The scandal surrounding India’s National Eligibility cum Entrance Test (NEET) for medical admissions has spiralled into unprecedented chaos, with tens of thousands of students forced to retake the exam following a massive paper leak that sources describe as “systemic”. The retest, ordered by the Supreme Court in an emergency session, has thrown the admissions cycle into disarray and raised urgent questions about the integrity of the country’s high-stakes examination system.
Documents obtained by this newsroom reveal that leaked question papers were circulating on encrypted messaging apps hours before the original exam date in May. The leak, which originated from a printing press in Haryana, has now been traced to a network of coaching centres and middlemen who allegedly sold the papers for sums ranging from 500,000 to 2 million rupees per set. Three arrests have been made but sources confirm the full extent of the racket remains under investigation.
The Supreme Court’s intervention came after the Central Bureau of Investigation filed a report detailing how at least 1,200 students had accessed the leaked material. But in a stunning escalation, the court ordered a complete retest for all 1.8 million candidates who sat the original exam, citing the impossibility of isolating the beneficiaries of the leak. The decision has sparked fury among students who claim they are being penalised for a crime they did not commit. Protests erupted in Delhi and Patna, with demonstrators blocking highways and clashing with police.

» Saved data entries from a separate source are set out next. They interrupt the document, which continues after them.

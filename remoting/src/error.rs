use std::any::Any;
use std::time::Duration;

use thiserror::Error;

use crate::ConnectionId;
use crate::admission::Pool;

pub type Result<T, E = RemotingError> = std::result::Result<T, E>;

#[derive(Debug, Error)]
pub enum RemotingError {
    #[error("No response to request {correlation_id} within {timeout:?}")]
    Timeout { correlation_id: i32, timeout: Duration },

    #[error("Too many outstanding {pool} requests; no permit available after waiting {waited:?}")]
    TooManyRequests { pool: Pool, waited: Duration },

    #[error("Failed to send request {correlation_id} on connection {connection_id}: {reason}")]
    SendFailure {
        connection_id: ConnectionId,
        correlation_id: i32,
        reason: String,
    },

    /// The remark names the request code the peer had no processor for
    #[error("Remote peer does not support the request: {remark}")]
    RequestCodeNotSupported { remark: String },

    #[error("Remote peer is too busy to process request: {remark}")]
    ServerBusy { remark: String },

    #[error("Remote processor failed with response code {code}: {remark}")]
    HandlerFailure { code: i32, remark: String },

    #[error("A call with correlation id {correlation_id} is already outstanding")]
    DuplicateCorrelationId { correlation_id: i32 },

    #[error("Transport error")]
    Transport {
        source: Box<dyn std::error::Error + Send + Sync + 'static>,
    },

    #[error("Error decoding remoting frame: {message}")]
    Codec { message: String },

    #[error("Error serializing or deserializing a command header")]
    Header {
        #[from]
        source: serde_json::Error,
    },

    #[error("Operation cancelled")]
    Cancelled,

    #[error("BUG: {message}")]
    Bug { message: String },
}

impl RemotingError {
    /// Convenience constructor for the connection-level failure reported to calls that were
    /// waiting on a connection that went away.
    pub(crate) fn send_failure(
        connection_id: ConnectionId,
        correlation_id: i32,
        reason: impl Into<String>,
    ) -> Self {
        Self::SendFailure {
            connection_id,
            correlation_id,
            reason: reason.into(),
        }
    }

    /// True for the error kinds that mean the request never got a usable answer because of the
    /// connection rather than the remote processor.
    pub fn is_send_failure(&self) -> bool {
        matches!(self, Self::SendFailure { .. })
    }

    pub fn is_timeout(&self) -> bool {
        matches!(self, Self::Timeout { .. })
    }
}

impl From<std::io::Error> for RemotingError {
    fn from(e: std::io::Error) -> Self {
        RemotingError::Transport { source: Box::new(e) }
    }
}

/// Render the payload of a caught panic as a string, for logging and for reporting back to the
/// remote peer in an error response.
pub(crate) fn panic_err_to_string(err: Box<dyn Any + Send + 'static>) -> String {
    if let Some(s) = err.downcast_ref::<&str>() {
        s.to_string()
    } else if let Some(s) = err.downcast_ref::<String>() {
        s.clone()
    } else {
        "Unknown panic".to_string()
    }
}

“We have studied for years and now we are being asked to prove ourselves again because of the failures of the system,” said Ravi Sharma, a 19-year-old from Uttar Pradesh who travelled to Delhi for the retest. “This is not justice. This is chaos.” The retest, scheduled for September, will see students sit a new paper that the National Testing Agency insists is “leak-proof” despite the obvious irony.

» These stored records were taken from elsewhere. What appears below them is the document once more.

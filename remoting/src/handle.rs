//! Handle to a connection's event loop.
use std::fmt;
use std::sync::Arc;

use tokio::sync::{mpsc, oneshot};
use tokio_util::sync::CancellationToken;
use uuid::Uuid;

use crate::admission::AdmissionPermit;
use crate::command::Command;
use crate::{RemotingError, Result};

/// Identifies one connection for as long as the engine serves it.
///
/// UUIDv7, so ids sort roughly by the time the connection was accepted.
#[derive(Clone, Copy, PartialEq, Eq, Hash, PartialOrd, Ord)]
pub struct ConnectionId(Uuid);

impl ConnectionId {
    pub fn new() -> Self {
        Self(Uuid::now_v7())
    }

    pub fn as_uuid(&self) -> &Uuid {
        &self.0
    }
}

impl Default for ConnectionId {
    fn default() -> Self {
        Self::new()
    }
}

impl fmt::Display for ConnectionId {
    fn fmt(&self, f: &mut fmt::Formatter<'_>) -> fmt::Result {
        fmt::Display::fmt(&self.0, f)
    }
}

impl fmt::Debug for ConnectionId {
    fn fmt(&self, f: &mut fmt::Formatter<'_>) -> fmt::Result {
        write!(f, "ConnectionId({})", self.0)
    }
}

/// A command queued for the event loop to write.
///
/// `confirm_tx`, when present, hears how the write went.  `permit` is held until the write has
/// been attempted, so admission bounds commands that are queued as well as those in flight.
pub(crate) struct OutboundCommand {
    pub(crate) command: Command,
    pub(crate) confirm_tx: Option<oneshot::Sender<Result<()>>>,
    pub(crate) permit: Option<AdmissionPermit>,
}

impl OutboundCommand {
    pub(crate) fn new(command: Command) -> Self {
        Self {
            command,
            confirm_tx: None,
            permit: None,
        }
    }

    pub(crate) fn with_permit(mut self, permit: AdmissionPermit) -> Self {
        self.permit = Some(permit);
        self
    }

    /// Report how the write went, to whoever asked.
    pub(crate) fn confirm(self, result: Result<()>) {
        if let Some(confirm_tx) = self.confirm_tx {
            let _ = confirm_tx.send(result);
        }
    }
}

/// What became of a command offered to [`ConnectionHandle::try_enqueue`].
pub(crate) enum Enqueued {
    Queued,
    /// The outbound queue has no room; the command is handed back
    Full(OutboundCommand),
}

/// Lightweight and cheaply-clonable handle to one connection.
///
/// Writes go through the connection's event loop, which owns the transport.  Every clone refers
/// to the same connection, and shutting down any of them shuts it down for all.
#[derive(Clone)]
pub struct ConnectionHandle {
    id: ConnectionId,
    remote_peer: Arc<str>,
    outbound: mpsc::Sender<OutboundCommand>,
    cancellation_token: CancellationToken,
    /// Cancelled by the event loop once it has completely finished
    closed: CancellationToken,
}

impl ConnectionHandle {
    pub(crate) fn new(
        id: ConnectionId,
        remote_peer: impl Into<Arc<str>>,
        outbound: mpsc::Sender<OutboundCommand>,
        cancellation_token: CancellationToken,
        closed: CancellationToken,
    ) -> Self {
        Self {
            id,
            remote_peer: remote_peer.into(),
            outbound,
            cancellation_token,
            closed,
        }
    }

    /// A handle that isn't attached to any event loop.  Whatever is written to it shows up on
    /// the returned receiver, where the test decides what to do with it.
    #[cfg(test)]
    pub(crate) fn new_test_handle(remote_peer: &str) -> (Self, mpsc::Receiver<OutboundCommand>) {
        let (outbound_tx, outbound_rx) = mpsc::channel(16);
        (
            Self::new(
                ConnectionId::new(),
                remote_peer,
                outbound_tx,
                CancellationToken::new(),
                CancellationToken::new(),
            ),
            outbound_rx,
        )
    }

    pub fn id(&self) -> ConnectionId {
        self.id
    }

    pub fn remote_peer(&self) -> &str {
        &self.remote_peer
    }

    /// Write `command` to the remote peer.
    ///
    /// Completes once the command has been handed to the transport.  Waits for room if the
    /// connection's outbound queue is full.  Fails with [`RemotingError::SendFailure`] if the
    /// connection is closed or the transport rejects the command.
    pub async fn write(&self, command: Command) -> Result<()> {
        let correlation_id = command.correlation_id;
        let (confirm_tx, confirm_rx) = oneshot::channel();

        let mut outbound = OutboundCommand::new(command);
        outbound.confirm_tx = Some(confirm_tx);
        self.enqueue(outbound).await?;

        confirm_rx.await.map_err(|_| {
            RemotingError::send_failure(
                self.id,
                correlation_id,
                "connection closed before the command was written",
            )
        })?
    }

    /// Queue `outbound` for writing if there is room right now, without waiting.
    pub(crate) fn try_enqueue(&self, outbound: OutboundCommand) -> Result<Enqueued> {
        let correlation_id = outbound.command.correlation_id;
        if self.cancellation_token.is_cancelled() {
            return Err(self.closed_error(correlation_id));
        }

        match self.outbound.try_send(outbound) {
            Ok(()) => Ok(Enqueued::Queued),
            Err(mpsc::error::TrySendError::Full(outbound)) => Ok(Enqueued::Full(outbound)),
            Err(mpsc::error::TrySendError::Closed(_)) => Err(self.closed_error(correlation_id)),
        }
    }

    /// Queue `outbound` for writing, waiting for room if the queue is full.
    pub(crate) async fn enqueue(&self, outbound: OutboundCommand) -> Result<()> {
        let correlation_id = outbound.command.correlation_id;
        if self.cancellation_token.is_cancelled() {
            return Err(self.closed_error(correlation_id));
        }

        self.outbound
            .send(outbound)
            .await
            .map_err(|_| self.closed_error(correlation_id))
    }

    fn closed_error(&self, correlation_id: i32) -> RemotingError {
        RemotingError::send_failure(self.id, correlation_id, "connection is closed")
    }

    /// True once shutdown has been requested or the event loop has stopped.
    pub fn is_closed(&self) -> bool {
        self.cancellation_token.is_cancelled() || self.closed.is_cancelled()
    }

    /// Wait until the event loop has stopped, without asking it to.
    pub async fn closed(&self) {
        self.closed.cancelled().await
    }

    /// Close the connection and wait until its event loop has stopped.
    ///
    /// Calls still waiting on a response from this connection fail with
    /// [`RemotingError::SendFailure`] before this returns.
    pub async fn shutdown(&self) {
        self.cancellation_token.cancel();
        self.closed.cancelled().await
    }
}

impl fmt::Debug for ConnectionHandle {
    fn fmt(&self, f: &mut fmt::Formatter<'_>) -> fmt::Result {
        f.debug_struct("ConnectionHandle")
            .field("id", &self.id)
            .field("remote_peer", &self.remote_peer)
            .field("closed", &self.is_closed())
            .finish()
    }
}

The financial cost is staggering. The original exam cost the government an estimated 40 crore rupees to administer. The retest will add another 25 crore rupees, funds that could have been used to improve infrastructure in rural medical colleges. Meanwhile, the delay means thousands of students may miss the academic year entirely, forcing them to wait another 12 months for admission.
But the deeper story here is not just about a leak. It is about a system that has become a multi-crore industry for middlemen and corrupt officials. The NEET exam is the gateway to India’s prestigious government medical colleges, where seats are limited and competition is fierce. For years, there have been whispers of paper leaks and irregularities, but this is the first time the machinery has been exposed on such a scale. A senior investigator, speaking on condition of anonymity, told me: “This is just the tip of the iceberg. There are people in high places who have been selling access for decades. The paper leak was just a symptom of a disease that has infected the entire admissions process.”

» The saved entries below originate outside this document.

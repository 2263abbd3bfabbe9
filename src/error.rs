//! Error types for the fallible public surface.
//!
//! Only construction and the outbound calls can fail. Inbound failures
//! (authentication, malformed payloads, stale symbols) are silent drops
//! counted in [`crate::stats::EndpointStats`].

use std::time::Duration;
use thiserror::Error;

/// Errors surfaced by [`crate::endpoint::Endpoint`].
#[derive(Debug, Error)]
pub enum Error {
    /// `min_loss` must be a probability.
    #[error("loss floor {0} outside [0, 1]")]
    InvalidLossFloor(f64),

    /// `target_loss` must be a nonzero probability.
    #[error("target residual loss {0} outside (0, 1)")]
    InvalidTargetLoss(f64),

    /// Delay clamp bounds are inverted.
    #[error("delay clamp inverted: min {min:?} > max {max:?}")]
    DelayClampInverted { min: Duration, max: Duration },

    /// `max_data_size` cannot hold the envelope and symbol header.
    #[error("max_data_size {actual} below minimum {min}")]
    DatagramSizeTooSmall { min: usize, actual: usize },

    /// The shared secret has the wrong length.
    #[error("invalid key length: expected {expected} bytes, got {actual}")]
    InvalidKeyLength { expected: usize, actual: usize },

    /// Payload exceeds what fits in one datagram after overheads.
    #[error("payload of {len} bytes exceeds limit of {max}")]
    PayloadTooLarge { len: usize, max: usize },

    /// Out-of-band payloads must carry at least the type byte.
    #[error("out-of-band payload must carry a type byte")]
    EmptyOob,

    /// The first OOB byte landed in the range owned by the engine.
    #[error("out-of-band type {0:#04x} is reserved for the engine")]
    ReservedOobType(u8),

    /// The AEAD primitive refused to seal a packet.
    #[error("envelope seal failed")]
    Seal,
}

The disease is unaccountable power. The National Testing Agency, which conducts the exam, operates with little external oversight. Its officials are political appointees who answer to no one. And the coaching centres, many of which are run by politicians and their relatives, have been allowed to operate as private fiefdoms. The result is a system where the rich can buy their children’s futures while the poor are left to compete on a rigged field.
The Supreme Court’s decision to order a retest is a rare act of accountability, but it will not fix the underlying rot. Until the government creates an independent body to oversee the examination process, with real powers of investigation and enforcement, the leaks will continue. And the students, the millions who dream of becoming doctors, will remain pawns in a game they never agreed to play.
As I write this, the streets of India’s cities are filled with students demanding justice. They have every right to be angry. But the real question is whether the country’s leaders have the courage to tear down the system and build a new one that serves the public interest, not the private greed of a few.